Prompt – Go over the data and copy out each line with "INFINITY" in it.

'''

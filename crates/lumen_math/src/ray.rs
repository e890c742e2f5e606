use crate::Vec3;

/// A ray in 3D space with an origin and a direction.
///
/// The direction is not required to be unit length. Callers normalize
/// where an angle matters (scattering, sky shading).
#[derive(Debug, Copy, Clone, PartialEq)]
pub struct Ray {
    origin: Vec3,
    direction: Vec3,
}

impl Ray {
    /// Create a new ray.
    #[inline]
    pub fn new(origin: Vec3, direction: Vec3) -> Self {
        Self { origin, direction }
    }

    /// Get the origin point of the ray.
    #[inline]
    pub fn origin(&self) -> Vec3 {
        self.origin
    }

    /// Get the direction vector of the ray.
    #[inline]
    pub fn direction(&self) -> Vec3 {
        self.direction
    }

    /// Get the point along the ray at parameter t.
    ///
    /// Returns: origin + t * direction
    #[inline]
    pub fn at(&self, t: f32) -> Vec3 {
        self.origin + t * self.direction
    }
}

#[cfg(test)]
mod tests {
    use super::*;

    #[test]
    fn test_ray_at() {
        let ray = Ray::new(Vec3::ZERO, Vec3::X);

        assert_eq!(ray.at(0.0), Vec3::ZERO);
        assert_eq!(ray.at(1.0), Vec3::X);
        assert_eq!(ray.at(2.0), Vec3::new(2.0, 0.0, 0.0));
        assert_eq!(ray.at(-1.0), Vec3::new(-1.0, 0.0, 0.0));
    }

    #[test]
    fn test_ray_direction_not_normalized() {
        let ray = Ray::new(Vec3::new(1.0, 2.0, 3.0), Vec3::new(0.0, 0.0, -4.0));

        assert_eq!(ray.direction().length(), 4.0);
        assert_eq!(ray.at(0.5), Vec3::new(1.0, 2.0, 1.0));
    }

    #[test]
    fn test_ray_getters() {
        let origin = Vec3::new(1.0, 2.0, 3.0);
        let direction = Vec3::new(4.0, 5.0, 6.0);
        let ray = Ray::new(origin, direction);

        assert_eq!(ray.origin(), origin);
        assert_eq!(ray.direction(), direction);
    }
}
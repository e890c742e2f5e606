//! Hittable trait, HitRecord and the scene container.

use crate::{Material, Sphere};
use lumen_core::{SceneDescription, SceneResult};
use lumen_math::{Interval, Ray, Vec3};

/// Record of a ray-object intersection.
///
/// Produced fresh by every successful hit test and never stored.
#[derive(Debug, Clone, Copy)]
pub struct HitRecord<'a> {
    /// Point of intersection
    pub p: Vec3,
    /// Surface normal at intersection (unit length, always points against ray)
    pub normal: Vec3,
    /// Material at the intersection point
    pub material: &'a Material,
    /// Parameter t where the intersection occurs
    pub t: f32,
    /// Whether the ray hit the front face (outside) of the surface
    pub front_face: bool,
}

impl<'a> HitRecord<'a> {
    /// Build a record from the geometric (outward) normal.
    ///
    /// The stored normal is flipped when needed so it always opposes the
    /// ray; `front_face` remembers which side was struck.
    pub fn new(ray: &Ray, t: f32, outward_normal: Vec3, material: &'a Material) -> Self {
        // If the ray and normal point in the same direction, we're inside
        let front_face = ray.direction().dot(outward_normal) < 0.0;
        let normal = if front_face {
            outward_normal
        } else {
            -outward_normal
        };

        Self {
            p: ray.at(t),
            normal,
            material,
            t,
            front_face,
        }
    }
}

/// Trait for objects that can be hit by rays.
pub trait Hittable: Send + Sync {
    /// Test if a ray hits this object with `t` strictly inside `ray_t`.
    ///
    /// Returns the nearest such intersection.
    fn hit(&self, ray: &Ray, ray_t: Interval) -> Option<HitRecord<'_>>;
}

/// Closed set of primitives a scene can hold.
///
/// Dispatch is a `match`, so the hot loop in [`Scene::hit`] stays free of
/// virtual calls.
#[derive(Debug, Clone)]
pub enum Object {
    Sphere(Sphere),
}

impl Hittable for Object {
    #[inline]
    fn hit(&self, ray: &Ray, ray_t: Interval) -> Option<HitRecord<'_>> {
        match self {
            Object::Sphere(sphere) => sphere.hit(ray, ray_t),
        }
    }
}

impl From<Sphere> for Object {
    fn from(sphere: Sphere) -> Self {
        Object::Sphere(sphere)
    }
}

/// An ordered collection of objects.
///
/// Order never changes which hit wins, only how fast it is found.
#[derive(Debug, Clone, Default)]
pub struct Scene {
    objects: Vec<Object>,
}

impl Scene {
    /// Create a new empty scene.
    pub fn new() -> Self {
        Self::default()
    }

    /// Build a scene from a validated description.
    pub fn from_description(desc: &SceneDescription) -> SceneResult<Self> {
        let scene: Scene = desc
            .resolve()?
            .into_iter()
            .map(|sphere| {
                Sphere::new(sphere.center, sphere.radius, Material::from(sphere.material))
            })
            .collect();

        log::debug!("Built scene with {} objects", scene.len());
        Ok(scene)
    }

    /// Add an object to the scene.
    pub fn add(&mut self, object: impl Into<Object>) {
        self.objects.push(object.into());
    }

    /// Get the number of objects.
    pub fn len(&self) -> usize {
        self.objects.len()
    }

    /// Check if the scene is empty.
    pub fn is_empty(&self) -> bool {
        self.objects.is_empty()
    }
}

impl Hittable for Scene {
    fn hit(&self, ray: &Ray, ray_t: Interval) -> Option<HitRecord<'_>> {
        let mut closest: Option<HitRecord<'_>> = None;

        for object in &self.objects {
            // Only accept hits nearer than the best one so far
            let interval = ray_t.with_max(closest.map_or(ray_t.max, |rec| rec.t));
            if let Some(rec) = object.hit(ray, interval) {
                closest = Some(rec);
            }
        }

        closest
    }
}

impl FromIterator<Sphere> for Scene {
    fn from_iter<I: IntoIterator<Item = Sphere>>(iter: I) -> Self {
        Self {
            objects: iter.into_iter().map(Object::from).collect(),
        }
    }
}

#[cfg(test)]
mod tests {
    use super::*;
    use lumen_core::builtin;

    fn grey() -> Material {
        Material::lambertian(Vec3::splat(0.5))
    }

    #[test]
    fn test_hit_record_flips_normal() {
        let material = grey();
        let ray = Ray::new(Vec3::ZERO, Vec3::new(0.0, 0.0, -1.0));

        // Outward normal facing the ray: front face
        let rec = HitRecord::new(&ray, 1.0, Vec3::Z, &material);
        assert!(rec.front_face);
        assert_eq!(rec.normal, Vec3::Z);
        assert_eq!(rec.p, Vec3::new(0.0, 0.0, -1.0));

        // Outward normal along the ray: back face, normal flipped
        let rec = HitRecord::new(&ray, 1.0, Vec3::NEG_Z, &material);
        assert!(!rec.front_face);
        assert_eq!(rec.normal, Vec3::Z);
    }

    #[test]
    fn test_scene_keeps_nearest_hit() {
        let far = Sphere::new(Vec3::new(0.0, 0.0, -5.0), 0.5, Material::dielectric(1.5));
        let near = Sphere::new(Vec3::new(0.0, 0.0, -2.0), 0.5, grey());

        // Insertion order must not matter
        for scene in [
            Scene::from_iter([far.clone(), near.clone()]),
            Scene::from_iter([near.clone(), far.clone()]),
        ] {
            let ray = Ray::new(Vec3::ZERO, Vec3::new(0.0, 0.0, -1.0));
            let rec = scene.hit(&ray, Interval::new(0.001, f32::INFINITY)).unwrap();

            assert!((rec.t - 1.5).abs() < 1e-5);
            assert_eq!(*rec.material, grey());
        }
    }

    #[test]
    fn test_scene_respects_interval() {
        let mut scene = Scene::new();
        scene.add(Sphere::new(Vec3::new(0.0, 0.0, -2.0), 0.5, grey()));

        let ray = Ray::new(Vec3::ZERO, Vec3::new(0.0, 0.0, -1.0));
        assert!(scene.hit(&ray, Interval::new(0.001, 1.0)).is_none());
        assert!(scene.hit(&ray, Interval::new(0.001, 2.0)).is_some());
    }

    #[test]
    fn test_empty_scene_misses() {
        let scene = Scene::new();
        let ray = Ray::new(Vec3::ZERO, Vec3::Y);

        assert!(scene.is_empty());
        assert!(scene.hit(&ray, Interval::new(f32::NEG_INFINITY, f32::INFINITY)).is_none());
    }

    #[test]
    fn test_scene_from_description() {
        let desc = builtin::three_spheres();
        let scene = Scene::from_description(&desc).unwrap();

        assert_eq!(scene.len(), desc.sphere_count());

        // Towards the glass sphere at (-1, 0, -1): the outer shell is struck first
        let ray = Ray::new(Vec3::ZERO, Vec3::new(-1.0, 0.0, -1.0));
        let rec = scene
            .hit(&ray, Interval::new(0.001, f32::INFINITY))
            .unwrap();
        assert_eq!(*rec.material, Material::dielectric(1.5));
        assert!(rec.front_face);
        assert!(((rec.p - Vec3::new(-1.0, 0.0, -1.0)).length() - 0.5).abs() < 1e-4);
    }

    #[test]
    fn test_scene_from_invalid_description() {
        let mut desc = SceneDescription::default();
        desc.add_sphere(Vec3::ZERO, 1.0, "missing");

        assert!(Scene::from_description(&desc).is_err());
    }
}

'''

Solution to this exercise –
            let rec = scene.hit(&ray, Interval::new(0.001, f32::INFINITY)).unwrap();
        assert!(scene.hit(&ray, Interval::new(f32::NEG_INFINITY, f32::INFINITY)).is_none());
            .hit(&ray, Interval::new(0.001, f32::INFINITY))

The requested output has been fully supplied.